WHAT THIS TASK INVOLVES
Please return each record exactly as it stands.

####################

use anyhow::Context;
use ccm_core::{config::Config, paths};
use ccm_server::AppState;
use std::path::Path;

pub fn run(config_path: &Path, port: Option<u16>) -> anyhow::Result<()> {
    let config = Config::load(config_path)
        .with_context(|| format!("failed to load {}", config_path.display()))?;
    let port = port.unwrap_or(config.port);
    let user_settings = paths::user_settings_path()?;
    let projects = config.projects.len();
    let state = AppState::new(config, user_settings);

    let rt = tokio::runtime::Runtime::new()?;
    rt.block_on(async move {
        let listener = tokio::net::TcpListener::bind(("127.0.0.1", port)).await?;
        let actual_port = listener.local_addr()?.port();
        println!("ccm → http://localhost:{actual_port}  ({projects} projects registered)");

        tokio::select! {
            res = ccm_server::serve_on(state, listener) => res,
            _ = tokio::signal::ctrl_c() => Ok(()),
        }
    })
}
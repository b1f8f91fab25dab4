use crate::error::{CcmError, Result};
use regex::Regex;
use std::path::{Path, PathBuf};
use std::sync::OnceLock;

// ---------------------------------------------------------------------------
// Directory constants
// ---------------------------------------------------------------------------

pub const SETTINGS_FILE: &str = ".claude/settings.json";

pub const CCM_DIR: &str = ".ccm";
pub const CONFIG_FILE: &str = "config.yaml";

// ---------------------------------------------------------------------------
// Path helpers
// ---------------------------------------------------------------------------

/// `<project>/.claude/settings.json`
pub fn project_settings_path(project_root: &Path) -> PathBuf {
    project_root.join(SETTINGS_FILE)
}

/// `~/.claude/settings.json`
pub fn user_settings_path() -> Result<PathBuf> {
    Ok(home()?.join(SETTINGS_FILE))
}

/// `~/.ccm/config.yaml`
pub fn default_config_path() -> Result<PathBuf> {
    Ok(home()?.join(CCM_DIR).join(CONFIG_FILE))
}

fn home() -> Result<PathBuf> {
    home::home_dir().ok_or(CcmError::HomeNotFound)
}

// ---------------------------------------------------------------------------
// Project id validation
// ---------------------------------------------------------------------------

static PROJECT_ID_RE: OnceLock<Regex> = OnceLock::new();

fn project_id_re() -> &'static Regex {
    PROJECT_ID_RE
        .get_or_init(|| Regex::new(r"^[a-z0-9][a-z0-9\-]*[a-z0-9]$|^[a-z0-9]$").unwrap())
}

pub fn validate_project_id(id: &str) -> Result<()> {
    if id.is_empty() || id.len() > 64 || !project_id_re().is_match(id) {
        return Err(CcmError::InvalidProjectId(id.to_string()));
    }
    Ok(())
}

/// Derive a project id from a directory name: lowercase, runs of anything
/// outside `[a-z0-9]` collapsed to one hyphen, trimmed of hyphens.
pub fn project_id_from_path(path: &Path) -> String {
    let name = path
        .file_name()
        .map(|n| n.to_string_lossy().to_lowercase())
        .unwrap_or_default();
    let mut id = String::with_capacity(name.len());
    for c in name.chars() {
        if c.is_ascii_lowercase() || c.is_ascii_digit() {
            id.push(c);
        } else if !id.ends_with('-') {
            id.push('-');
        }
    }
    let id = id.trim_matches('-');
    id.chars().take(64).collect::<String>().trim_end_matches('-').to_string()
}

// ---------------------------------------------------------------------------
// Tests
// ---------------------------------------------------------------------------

####################

EXERCISE ANSWER
use anyhow::Context;
use ccm_core::{config::Config, paths};
use ccm_server::AppState;
use std::path::Path;

pub fn run(config_path: &Path, port: Option<u16>) -> anyhow::Result<()> {
    let config = Config::load(config_path)
        .with_context(|| format!("failed to load {}", config_path.display()))?;
    let port = port.unwrap_or(config.port);
    let user_settings = paths::user_settings_path()?;
    let projects = config.projects.len();
    let state = AppState::new(config, user_settings);

    let rt = tokio::runtime::Runtime::new()?;
    rt.block_on(async move {
        let listener = tokio::net::TcpListener::bind(("127.0.0.1", port)).await?;
        let actual_port = listener.local_addr()?.port();
        println!("ccm → http://localhost:{actual_port}  ({projects} projects registered)");

        tokio::select! {
            res = ccm_server::serve_on(state, listener) => res,
            _ = tokio::signal::ctrl_c() => Ok(()),
        }
    })
}
repository b1f8f91fab25dab4
use crate::error::{CcmError, Result};
use regex::Regex;
use std::path::{Path, PathBuf};
use std::sync::OnceLock;

// ---------------------------------------------------------------------------
// Directory constants
// ---------------------------------------------------------------------------

pub const SETTINGS_FILE: &str = ".claude/settings.json";

pub const CCM_DIR: &str = ".ccm";
pub const CONFIG_FILE: &str = "config.yaml";

// ---------------------------------------------------------------------------
// Path helpers
// ---------------------------------------------------------------------------

/// `<project>/.claude/settings.json`
pub fn project_settings_path(project_root: &Path) -> PathBuf {
    project_root.join(SETTINGS_FILE)
}

/// `~/.claude/settings.json`
pub fn user_settings_path() -> Result<PathBuf> {
    Ok(home()?.join(SETTINGS_FILE))
}

/// `~/.ccm/config.yaml`
pub fn default_config_path() -> Result<PathBuf> {
    Ok(home()?.join(CCM_DIR).join(CONFIG_FILE))
}

fn home() -> Result<PathBuf> {
    home::home_dir().ok_or(CcmError::HomeNotFound)
}

// ---------------------------------------------------------------------------
// Project id validation
// ---------------------------------------------------------------------------

static PROJECT_ID_RE: OnceLock<Regex> = OnceLock::new();

fn project_id_re() -> &'static Regex {
    PROJECT_ID_RE
        .get_or_init(|| Regex::new(r"^[a-z0-9][a-z0-9\-]*[a-z0-9]$|^[a-z0-9]$").unwrap())
}

pub fn validate_project_id(id: &str) -> Result<()> {
    if id.is_empty() || id.len() > 64 || !project_id_re().is_match(id) {
        return Err(CcmError::InvalidProjectId(id.to_string()));
    }
    Ok(())
}

/// Derive a project id from a directory name: lowercase, runs of anything
/// outside `[a-z0-9]` collapsed to one hyphen, trimmed of hyphens.
pub fn project_id_from_path(path: &Path) -> String {
    let name = path
        .file_name()
        .map(|n| n.to_string_lossy().to_lowercase())
        .unwrap_or_default();
    let mut id = String::with_capacity(name.len());
    for c in name.chars() {
        if c.is_ascii_lowercase() || c.is_ascii_digit() {
            id.push(c);
        } else if !id.ends_with('-') {
            id.push('-');
        }
    }
    let id = id.trim_matches('-');
    id.chars().take(64).collect::<String>().trim_end_matches('-').to_string()
}

// ---------------------------------------------------------------------------
// Tests
// ---------------------------------------------------------------------------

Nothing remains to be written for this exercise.